ABOUT THIS EXERCISE -> Extract every line from the records below that contains the word "RankedHomeowner".

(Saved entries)
== == ==
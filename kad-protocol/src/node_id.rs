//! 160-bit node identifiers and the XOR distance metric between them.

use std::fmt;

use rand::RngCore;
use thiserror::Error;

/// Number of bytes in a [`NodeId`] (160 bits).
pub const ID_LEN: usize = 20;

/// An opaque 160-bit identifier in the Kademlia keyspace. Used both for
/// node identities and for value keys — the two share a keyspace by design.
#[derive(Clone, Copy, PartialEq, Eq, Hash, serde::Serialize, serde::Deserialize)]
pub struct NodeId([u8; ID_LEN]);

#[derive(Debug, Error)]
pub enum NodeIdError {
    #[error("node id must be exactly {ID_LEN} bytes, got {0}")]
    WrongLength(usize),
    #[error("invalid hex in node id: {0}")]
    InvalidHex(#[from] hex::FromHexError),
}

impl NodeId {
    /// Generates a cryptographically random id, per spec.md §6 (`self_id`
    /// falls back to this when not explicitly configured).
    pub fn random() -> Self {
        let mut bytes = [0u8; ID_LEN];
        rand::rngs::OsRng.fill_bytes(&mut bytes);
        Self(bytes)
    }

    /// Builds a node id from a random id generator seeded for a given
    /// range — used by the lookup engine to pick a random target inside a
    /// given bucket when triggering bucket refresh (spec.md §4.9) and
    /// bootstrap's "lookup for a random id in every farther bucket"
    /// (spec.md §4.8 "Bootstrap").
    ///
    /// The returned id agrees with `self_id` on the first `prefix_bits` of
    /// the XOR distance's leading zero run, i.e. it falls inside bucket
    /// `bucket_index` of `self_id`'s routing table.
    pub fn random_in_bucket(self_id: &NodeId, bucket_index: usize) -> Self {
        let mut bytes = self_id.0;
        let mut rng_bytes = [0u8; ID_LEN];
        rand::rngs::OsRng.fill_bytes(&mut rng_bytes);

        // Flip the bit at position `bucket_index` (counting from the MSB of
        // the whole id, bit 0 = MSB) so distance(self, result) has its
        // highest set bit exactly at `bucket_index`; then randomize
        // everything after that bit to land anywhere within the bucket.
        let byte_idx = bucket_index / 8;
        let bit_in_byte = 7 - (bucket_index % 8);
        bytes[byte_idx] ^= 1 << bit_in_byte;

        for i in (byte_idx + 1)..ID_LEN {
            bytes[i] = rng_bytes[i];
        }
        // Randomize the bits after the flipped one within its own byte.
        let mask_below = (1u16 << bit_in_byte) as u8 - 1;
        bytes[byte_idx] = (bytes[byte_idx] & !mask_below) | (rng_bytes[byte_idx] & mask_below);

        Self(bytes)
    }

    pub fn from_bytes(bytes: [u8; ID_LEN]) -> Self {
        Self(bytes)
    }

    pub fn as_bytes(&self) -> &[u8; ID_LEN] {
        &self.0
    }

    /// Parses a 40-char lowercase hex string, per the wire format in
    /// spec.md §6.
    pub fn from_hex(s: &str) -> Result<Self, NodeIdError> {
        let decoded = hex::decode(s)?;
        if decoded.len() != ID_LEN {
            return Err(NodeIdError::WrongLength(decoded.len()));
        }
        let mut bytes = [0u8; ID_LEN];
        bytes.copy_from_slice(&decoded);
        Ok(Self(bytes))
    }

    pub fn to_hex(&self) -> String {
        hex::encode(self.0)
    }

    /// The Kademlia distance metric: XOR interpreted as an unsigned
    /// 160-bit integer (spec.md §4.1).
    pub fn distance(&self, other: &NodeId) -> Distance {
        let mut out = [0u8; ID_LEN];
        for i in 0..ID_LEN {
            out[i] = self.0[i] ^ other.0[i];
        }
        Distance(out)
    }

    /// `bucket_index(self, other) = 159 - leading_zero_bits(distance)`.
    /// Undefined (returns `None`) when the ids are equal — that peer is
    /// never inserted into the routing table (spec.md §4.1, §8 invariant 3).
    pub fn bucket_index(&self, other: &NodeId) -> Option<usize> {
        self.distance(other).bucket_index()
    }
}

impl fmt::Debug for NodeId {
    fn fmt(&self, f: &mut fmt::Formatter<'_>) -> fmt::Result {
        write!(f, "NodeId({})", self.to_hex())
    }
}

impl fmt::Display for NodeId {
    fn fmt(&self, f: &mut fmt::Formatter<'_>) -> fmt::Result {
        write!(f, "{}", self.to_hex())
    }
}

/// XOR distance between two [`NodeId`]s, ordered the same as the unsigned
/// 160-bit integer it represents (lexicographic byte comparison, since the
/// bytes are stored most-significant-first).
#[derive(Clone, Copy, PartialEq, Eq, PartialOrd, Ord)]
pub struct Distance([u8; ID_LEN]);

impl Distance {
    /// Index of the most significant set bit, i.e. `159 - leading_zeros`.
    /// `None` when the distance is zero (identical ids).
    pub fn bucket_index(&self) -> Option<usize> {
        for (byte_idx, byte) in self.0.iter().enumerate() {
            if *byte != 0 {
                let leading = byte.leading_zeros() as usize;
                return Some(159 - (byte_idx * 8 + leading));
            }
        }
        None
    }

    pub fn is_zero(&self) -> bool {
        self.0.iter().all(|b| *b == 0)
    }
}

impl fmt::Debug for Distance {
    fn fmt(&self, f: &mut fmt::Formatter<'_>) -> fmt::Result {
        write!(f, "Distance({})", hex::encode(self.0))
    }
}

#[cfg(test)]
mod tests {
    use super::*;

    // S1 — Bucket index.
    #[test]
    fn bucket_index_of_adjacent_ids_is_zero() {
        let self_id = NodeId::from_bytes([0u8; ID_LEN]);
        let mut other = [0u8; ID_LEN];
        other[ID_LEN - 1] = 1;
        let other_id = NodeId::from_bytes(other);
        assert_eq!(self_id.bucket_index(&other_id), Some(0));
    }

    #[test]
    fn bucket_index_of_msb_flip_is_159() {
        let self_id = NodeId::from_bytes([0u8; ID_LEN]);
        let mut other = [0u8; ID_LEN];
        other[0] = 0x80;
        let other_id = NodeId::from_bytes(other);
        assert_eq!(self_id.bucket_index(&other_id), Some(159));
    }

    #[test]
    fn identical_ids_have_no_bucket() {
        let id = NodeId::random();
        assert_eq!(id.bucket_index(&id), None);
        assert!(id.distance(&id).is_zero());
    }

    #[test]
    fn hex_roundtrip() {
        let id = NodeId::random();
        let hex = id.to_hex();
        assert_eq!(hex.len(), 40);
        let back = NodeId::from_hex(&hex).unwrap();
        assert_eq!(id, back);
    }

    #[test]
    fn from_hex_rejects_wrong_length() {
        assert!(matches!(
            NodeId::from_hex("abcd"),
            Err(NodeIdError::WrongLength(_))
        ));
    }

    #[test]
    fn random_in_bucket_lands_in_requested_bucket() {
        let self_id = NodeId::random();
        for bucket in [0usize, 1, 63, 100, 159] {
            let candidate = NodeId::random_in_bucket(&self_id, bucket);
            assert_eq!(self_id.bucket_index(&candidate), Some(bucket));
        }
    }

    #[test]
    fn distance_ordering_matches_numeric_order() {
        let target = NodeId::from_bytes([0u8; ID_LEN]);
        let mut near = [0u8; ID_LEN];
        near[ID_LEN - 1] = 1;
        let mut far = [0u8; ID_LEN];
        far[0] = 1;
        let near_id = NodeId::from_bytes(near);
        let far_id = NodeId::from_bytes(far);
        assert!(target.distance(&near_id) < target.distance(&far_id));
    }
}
== == ==
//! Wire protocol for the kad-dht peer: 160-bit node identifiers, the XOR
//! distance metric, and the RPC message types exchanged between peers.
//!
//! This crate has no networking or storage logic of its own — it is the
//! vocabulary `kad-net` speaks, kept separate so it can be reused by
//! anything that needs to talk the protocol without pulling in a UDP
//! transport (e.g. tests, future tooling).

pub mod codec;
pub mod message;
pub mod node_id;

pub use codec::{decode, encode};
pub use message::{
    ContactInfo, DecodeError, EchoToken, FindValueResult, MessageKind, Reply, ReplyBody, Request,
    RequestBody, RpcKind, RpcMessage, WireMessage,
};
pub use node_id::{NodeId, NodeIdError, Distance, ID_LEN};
== == ==
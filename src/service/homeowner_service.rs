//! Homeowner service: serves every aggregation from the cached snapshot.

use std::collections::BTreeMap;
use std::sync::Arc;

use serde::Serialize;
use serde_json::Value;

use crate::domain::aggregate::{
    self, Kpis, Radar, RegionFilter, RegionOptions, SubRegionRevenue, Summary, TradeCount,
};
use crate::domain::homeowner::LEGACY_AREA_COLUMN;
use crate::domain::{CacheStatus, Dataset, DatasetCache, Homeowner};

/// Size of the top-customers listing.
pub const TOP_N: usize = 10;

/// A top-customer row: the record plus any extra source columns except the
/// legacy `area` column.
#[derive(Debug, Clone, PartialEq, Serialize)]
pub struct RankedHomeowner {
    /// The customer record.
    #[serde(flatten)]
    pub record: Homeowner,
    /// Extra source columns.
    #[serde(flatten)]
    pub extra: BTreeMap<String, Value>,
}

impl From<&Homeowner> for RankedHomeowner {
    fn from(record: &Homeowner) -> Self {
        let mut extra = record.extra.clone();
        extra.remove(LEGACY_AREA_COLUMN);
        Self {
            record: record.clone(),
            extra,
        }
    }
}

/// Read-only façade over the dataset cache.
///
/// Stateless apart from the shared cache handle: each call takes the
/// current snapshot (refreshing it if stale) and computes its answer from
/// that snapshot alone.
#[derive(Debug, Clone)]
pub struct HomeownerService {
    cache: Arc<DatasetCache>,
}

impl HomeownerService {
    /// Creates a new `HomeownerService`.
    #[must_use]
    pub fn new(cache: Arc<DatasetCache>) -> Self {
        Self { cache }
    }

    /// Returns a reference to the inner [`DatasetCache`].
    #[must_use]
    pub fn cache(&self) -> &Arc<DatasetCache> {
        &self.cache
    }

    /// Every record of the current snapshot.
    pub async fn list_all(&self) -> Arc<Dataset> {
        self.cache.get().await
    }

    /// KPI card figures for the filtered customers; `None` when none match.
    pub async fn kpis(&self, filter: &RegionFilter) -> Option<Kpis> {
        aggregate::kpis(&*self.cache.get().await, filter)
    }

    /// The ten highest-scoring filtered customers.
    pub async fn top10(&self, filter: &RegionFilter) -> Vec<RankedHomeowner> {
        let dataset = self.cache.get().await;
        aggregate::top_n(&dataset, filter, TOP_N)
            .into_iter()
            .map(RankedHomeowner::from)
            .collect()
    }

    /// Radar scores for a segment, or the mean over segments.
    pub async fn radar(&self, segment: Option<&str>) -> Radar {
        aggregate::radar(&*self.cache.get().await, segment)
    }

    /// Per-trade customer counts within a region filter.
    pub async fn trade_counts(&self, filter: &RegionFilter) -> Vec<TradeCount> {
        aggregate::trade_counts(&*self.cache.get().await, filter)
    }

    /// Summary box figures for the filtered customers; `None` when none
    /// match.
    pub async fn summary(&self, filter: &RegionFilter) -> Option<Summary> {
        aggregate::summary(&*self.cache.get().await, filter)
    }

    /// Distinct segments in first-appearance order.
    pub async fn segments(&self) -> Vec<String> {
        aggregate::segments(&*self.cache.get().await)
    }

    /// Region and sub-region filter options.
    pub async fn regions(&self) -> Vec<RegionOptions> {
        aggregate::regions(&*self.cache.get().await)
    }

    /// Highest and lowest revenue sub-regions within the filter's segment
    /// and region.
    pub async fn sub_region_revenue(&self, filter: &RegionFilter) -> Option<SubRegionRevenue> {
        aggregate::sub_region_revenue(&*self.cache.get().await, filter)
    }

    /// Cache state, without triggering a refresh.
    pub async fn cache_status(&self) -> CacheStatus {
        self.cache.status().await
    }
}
== == ==
SOLVED EXERCISE ->
pub struct RankedHomeowner {
impl From<&Homeowner> for RankedHomeowner {
    pub async fn top10(&self, filter: &RegionFilter) -> Vec<RankedHomeowner> {
            .map(RankedHomeowner::from)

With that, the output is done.